Aim of the task: Set down a word-for-word copy of the data below, limited to the lines from the first through the line with "pub enum DeployError".

Provided data:
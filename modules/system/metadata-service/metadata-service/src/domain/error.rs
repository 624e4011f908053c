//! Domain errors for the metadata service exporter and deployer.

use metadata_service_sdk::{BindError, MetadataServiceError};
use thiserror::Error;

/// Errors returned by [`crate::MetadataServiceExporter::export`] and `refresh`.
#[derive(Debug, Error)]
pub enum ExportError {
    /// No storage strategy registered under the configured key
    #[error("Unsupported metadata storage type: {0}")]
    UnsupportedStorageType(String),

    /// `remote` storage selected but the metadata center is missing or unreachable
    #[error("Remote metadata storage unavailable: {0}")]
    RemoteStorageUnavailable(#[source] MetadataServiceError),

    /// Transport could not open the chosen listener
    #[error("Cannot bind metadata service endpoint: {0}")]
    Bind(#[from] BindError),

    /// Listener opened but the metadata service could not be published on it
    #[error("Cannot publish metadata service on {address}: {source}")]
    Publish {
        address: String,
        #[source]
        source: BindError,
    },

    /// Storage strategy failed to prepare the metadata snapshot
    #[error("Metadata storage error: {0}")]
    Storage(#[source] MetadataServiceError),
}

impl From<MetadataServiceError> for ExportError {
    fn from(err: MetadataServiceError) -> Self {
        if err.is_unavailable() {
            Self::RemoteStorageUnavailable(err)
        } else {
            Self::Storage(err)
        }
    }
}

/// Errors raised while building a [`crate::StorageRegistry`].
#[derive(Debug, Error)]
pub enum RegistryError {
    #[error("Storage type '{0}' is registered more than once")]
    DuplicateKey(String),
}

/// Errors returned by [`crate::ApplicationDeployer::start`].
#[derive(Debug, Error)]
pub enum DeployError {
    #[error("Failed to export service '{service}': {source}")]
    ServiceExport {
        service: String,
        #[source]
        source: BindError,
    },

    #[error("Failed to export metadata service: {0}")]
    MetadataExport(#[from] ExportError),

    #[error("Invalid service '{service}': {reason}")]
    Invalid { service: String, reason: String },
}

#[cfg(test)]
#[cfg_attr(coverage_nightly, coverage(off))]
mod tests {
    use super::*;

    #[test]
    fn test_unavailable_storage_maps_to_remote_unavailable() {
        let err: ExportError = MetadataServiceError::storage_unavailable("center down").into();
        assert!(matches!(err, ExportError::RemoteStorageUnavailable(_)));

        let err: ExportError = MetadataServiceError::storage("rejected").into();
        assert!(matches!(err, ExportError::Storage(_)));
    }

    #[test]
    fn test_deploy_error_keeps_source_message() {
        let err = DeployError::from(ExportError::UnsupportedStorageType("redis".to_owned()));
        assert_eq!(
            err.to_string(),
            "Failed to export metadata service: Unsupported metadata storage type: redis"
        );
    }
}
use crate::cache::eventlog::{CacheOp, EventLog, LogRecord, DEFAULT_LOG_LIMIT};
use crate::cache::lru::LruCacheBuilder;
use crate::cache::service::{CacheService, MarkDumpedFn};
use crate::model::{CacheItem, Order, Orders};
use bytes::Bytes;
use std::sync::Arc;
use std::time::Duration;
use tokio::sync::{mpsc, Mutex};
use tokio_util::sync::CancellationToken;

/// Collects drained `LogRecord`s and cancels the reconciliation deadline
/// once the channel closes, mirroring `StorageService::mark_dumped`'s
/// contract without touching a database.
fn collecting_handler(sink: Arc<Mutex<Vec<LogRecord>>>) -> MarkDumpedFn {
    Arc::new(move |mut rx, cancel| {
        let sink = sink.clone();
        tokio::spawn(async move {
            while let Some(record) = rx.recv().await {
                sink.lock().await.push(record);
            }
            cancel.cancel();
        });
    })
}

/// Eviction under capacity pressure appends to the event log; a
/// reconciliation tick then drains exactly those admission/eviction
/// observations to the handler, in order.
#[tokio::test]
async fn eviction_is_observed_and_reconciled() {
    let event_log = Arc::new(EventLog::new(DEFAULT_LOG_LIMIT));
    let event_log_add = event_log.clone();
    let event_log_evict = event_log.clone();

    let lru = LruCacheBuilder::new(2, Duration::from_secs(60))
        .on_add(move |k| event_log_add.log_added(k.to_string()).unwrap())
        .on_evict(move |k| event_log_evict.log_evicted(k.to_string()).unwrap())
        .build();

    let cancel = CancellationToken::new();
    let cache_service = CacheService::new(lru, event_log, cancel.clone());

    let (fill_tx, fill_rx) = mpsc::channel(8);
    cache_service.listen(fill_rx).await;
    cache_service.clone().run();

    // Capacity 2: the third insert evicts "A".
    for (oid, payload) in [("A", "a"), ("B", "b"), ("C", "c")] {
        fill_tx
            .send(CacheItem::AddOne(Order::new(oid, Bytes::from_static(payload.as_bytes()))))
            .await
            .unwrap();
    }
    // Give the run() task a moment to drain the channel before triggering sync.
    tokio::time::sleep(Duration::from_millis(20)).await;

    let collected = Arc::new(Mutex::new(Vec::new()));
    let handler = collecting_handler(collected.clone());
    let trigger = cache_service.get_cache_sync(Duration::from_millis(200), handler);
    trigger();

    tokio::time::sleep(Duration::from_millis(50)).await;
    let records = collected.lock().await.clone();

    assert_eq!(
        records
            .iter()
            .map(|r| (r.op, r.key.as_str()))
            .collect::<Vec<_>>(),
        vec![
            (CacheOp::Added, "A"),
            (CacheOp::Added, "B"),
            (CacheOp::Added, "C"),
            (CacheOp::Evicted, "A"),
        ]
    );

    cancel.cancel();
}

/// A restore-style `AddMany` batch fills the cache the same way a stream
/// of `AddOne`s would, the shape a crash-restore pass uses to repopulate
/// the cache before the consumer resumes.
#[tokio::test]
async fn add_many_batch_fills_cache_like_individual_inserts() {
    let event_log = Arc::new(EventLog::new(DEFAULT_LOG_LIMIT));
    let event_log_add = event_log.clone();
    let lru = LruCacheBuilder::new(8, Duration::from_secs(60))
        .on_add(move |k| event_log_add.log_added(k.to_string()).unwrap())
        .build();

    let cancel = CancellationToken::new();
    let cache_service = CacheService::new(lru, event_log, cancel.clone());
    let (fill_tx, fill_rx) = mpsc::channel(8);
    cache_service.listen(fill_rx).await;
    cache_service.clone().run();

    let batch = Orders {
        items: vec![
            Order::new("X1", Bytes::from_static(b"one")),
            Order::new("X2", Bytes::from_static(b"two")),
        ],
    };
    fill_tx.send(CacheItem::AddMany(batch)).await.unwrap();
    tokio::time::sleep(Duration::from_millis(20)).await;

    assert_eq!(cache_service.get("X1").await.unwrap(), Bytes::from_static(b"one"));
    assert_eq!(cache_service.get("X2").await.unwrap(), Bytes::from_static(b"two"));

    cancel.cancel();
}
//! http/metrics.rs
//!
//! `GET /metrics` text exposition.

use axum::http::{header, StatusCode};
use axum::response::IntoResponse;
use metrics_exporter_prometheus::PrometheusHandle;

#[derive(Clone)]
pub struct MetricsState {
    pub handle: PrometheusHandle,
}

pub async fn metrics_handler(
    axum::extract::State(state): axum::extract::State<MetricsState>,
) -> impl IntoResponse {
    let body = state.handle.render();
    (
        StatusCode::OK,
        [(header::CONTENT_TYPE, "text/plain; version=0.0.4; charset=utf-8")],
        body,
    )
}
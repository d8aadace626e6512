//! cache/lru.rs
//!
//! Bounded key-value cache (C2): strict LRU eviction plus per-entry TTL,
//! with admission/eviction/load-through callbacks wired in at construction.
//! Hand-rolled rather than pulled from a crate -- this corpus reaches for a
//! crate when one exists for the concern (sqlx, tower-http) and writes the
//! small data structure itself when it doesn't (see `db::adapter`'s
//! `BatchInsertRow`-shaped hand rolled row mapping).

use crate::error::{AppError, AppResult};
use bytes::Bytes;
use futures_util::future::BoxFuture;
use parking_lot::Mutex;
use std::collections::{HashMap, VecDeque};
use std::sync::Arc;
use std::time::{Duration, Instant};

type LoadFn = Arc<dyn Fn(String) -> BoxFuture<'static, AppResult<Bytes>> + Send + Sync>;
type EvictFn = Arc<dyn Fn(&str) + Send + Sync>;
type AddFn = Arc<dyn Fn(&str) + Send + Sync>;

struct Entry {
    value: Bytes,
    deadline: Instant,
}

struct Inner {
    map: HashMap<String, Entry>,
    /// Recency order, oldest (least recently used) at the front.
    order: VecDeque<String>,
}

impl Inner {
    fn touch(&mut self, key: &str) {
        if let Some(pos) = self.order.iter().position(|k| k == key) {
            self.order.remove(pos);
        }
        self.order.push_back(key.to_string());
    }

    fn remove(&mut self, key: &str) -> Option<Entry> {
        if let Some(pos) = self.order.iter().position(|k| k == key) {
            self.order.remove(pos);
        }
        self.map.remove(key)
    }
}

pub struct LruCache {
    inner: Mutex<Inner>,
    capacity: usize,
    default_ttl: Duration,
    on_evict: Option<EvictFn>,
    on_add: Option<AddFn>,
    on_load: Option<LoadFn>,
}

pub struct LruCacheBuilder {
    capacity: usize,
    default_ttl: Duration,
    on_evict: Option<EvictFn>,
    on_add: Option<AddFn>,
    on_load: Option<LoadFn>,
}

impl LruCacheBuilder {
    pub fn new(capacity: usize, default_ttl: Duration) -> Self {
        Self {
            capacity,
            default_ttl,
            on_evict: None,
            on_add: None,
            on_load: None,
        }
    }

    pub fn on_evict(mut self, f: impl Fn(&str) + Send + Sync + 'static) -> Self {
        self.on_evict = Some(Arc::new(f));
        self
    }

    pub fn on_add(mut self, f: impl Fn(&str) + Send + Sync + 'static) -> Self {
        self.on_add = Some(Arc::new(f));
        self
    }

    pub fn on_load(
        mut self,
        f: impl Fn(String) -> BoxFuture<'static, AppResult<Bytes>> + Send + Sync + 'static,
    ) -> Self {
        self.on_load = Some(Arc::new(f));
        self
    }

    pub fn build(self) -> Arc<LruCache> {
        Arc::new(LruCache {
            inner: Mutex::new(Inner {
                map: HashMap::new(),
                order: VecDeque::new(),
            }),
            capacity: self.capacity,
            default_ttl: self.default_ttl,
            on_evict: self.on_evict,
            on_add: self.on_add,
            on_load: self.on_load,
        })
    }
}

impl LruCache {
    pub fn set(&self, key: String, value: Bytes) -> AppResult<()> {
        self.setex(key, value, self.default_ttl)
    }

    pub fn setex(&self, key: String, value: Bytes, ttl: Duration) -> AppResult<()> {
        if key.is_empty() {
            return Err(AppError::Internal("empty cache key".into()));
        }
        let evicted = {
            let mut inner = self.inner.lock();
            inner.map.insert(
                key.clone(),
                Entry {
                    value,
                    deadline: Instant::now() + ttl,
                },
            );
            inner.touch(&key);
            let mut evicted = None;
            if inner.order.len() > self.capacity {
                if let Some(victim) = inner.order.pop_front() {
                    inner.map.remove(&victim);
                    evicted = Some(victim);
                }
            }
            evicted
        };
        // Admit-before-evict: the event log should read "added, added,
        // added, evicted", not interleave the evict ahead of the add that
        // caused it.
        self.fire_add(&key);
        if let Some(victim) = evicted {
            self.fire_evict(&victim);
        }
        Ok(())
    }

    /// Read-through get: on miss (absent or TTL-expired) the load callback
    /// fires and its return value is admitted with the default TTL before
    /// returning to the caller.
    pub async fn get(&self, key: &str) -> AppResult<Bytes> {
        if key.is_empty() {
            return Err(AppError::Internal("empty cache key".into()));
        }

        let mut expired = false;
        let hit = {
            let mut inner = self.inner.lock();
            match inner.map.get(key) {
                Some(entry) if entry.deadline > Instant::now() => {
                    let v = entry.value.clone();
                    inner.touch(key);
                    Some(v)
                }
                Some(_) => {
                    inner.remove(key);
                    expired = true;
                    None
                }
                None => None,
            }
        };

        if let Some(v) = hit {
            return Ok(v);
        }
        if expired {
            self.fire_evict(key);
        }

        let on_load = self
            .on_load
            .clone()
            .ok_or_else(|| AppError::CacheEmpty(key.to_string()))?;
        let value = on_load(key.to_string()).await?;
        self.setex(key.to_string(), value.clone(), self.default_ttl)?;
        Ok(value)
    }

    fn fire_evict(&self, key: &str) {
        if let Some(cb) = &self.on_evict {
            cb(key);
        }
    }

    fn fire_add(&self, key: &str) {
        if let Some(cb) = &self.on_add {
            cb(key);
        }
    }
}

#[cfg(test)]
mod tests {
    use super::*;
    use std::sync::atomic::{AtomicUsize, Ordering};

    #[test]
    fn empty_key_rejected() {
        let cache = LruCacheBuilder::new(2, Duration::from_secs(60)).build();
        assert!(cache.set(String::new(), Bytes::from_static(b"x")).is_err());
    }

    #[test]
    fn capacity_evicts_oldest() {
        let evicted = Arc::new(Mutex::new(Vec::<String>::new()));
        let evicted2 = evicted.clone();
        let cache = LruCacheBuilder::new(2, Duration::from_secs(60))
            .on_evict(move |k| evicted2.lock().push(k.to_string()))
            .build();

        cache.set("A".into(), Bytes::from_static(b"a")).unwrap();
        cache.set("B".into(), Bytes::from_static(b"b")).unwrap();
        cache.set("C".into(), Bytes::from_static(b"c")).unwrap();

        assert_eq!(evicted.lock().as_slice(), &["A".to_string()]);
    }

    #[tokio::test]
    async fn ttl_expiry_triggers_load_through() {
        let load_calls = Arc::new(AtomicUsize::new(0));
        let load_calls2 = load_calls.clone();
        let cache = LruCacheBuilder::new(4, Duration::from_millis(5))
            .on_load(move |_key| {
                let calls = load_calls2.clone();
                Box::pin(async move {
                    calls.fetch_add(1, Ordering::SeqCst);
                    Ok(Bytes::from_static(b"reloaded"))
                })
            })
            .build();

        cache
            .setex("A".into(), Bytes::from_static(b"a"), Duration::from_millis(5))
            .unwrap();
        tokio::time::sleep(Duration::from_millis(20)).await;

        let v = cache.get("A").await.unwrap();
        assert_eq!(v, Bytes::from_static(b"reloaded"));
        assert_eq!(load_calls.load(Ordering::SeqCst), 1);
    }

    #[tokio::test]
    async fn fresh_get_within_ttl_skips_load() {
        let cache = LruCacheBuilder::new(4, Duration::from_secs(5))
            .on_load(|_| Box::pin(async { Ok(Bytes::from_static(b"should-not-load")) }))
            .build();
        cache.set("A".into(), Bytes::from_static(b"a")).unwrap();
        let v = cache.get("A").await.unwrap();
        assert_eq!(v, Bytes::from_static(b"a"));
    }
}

Exercise answer:
filename modules/system/metadata-service/metadata-service/src/domain/error.rs
repository 624e4011f908053c
//! Domain errors for the metadata service exporter and deployer.

use metadata_service_sdk::{BindError, MetadataServiceError};
use thiserror::Error;

/// Errors returned by [`crate::MetadataServiceExporter::export`] and `refresh`.
#[derive(Debug, Error)]
pub enum ExportError {
    /// No storage strategy registered under the configured key
    #[error("Unsupported metadata storage type: {0}")]
    UnsupportedStorageType(String),

    /// `remote` storage selected but the metadata center is missing or unreachable
    #[error("Remote metadata storage unavailable: {0}")]
    RemoteStorageUnavailable(#[source] MetadataServiceError),

    /// Transport could not open the chosen listener
    #[error("Cannot bind metadata service endpoint: {0}")]
    Bind(#[from] BindError),

    /// Listener opened but the metadata service could not be published on it
    #[error("Cannot publish metadata service on {address}: {source}")]
    Publish {
        address: String,
        #[source]
        source: BindError,
    },

    /// Storage strategy failed to prepare the metadata snapshot
    #[error("Metadata storage error: {0}")]
    Storage(#[source] MetadataServiceError),
}

impl From<MetadataServiceError> for ExportError {
    fn from(err: MetadataServiceError) -> Self {
        if err.is_unavailable() {
            Self::RemoteStorageUnavailable(err)
        } else {
            Self::Storage(err)
        }
    }
}

/// Errors raised while building a [`crate::StorageRegistry`].
#[derive(Debug, Error)]
pub enum RegistryError {
    #[error("Storage type '{0}' is registered more than once")]
    DuplicateKey(String),
}

/// Errors returned by [`crate::ApplicationDeployer::start`].
#[derive(Debug, Error)]
pub enum DeployError {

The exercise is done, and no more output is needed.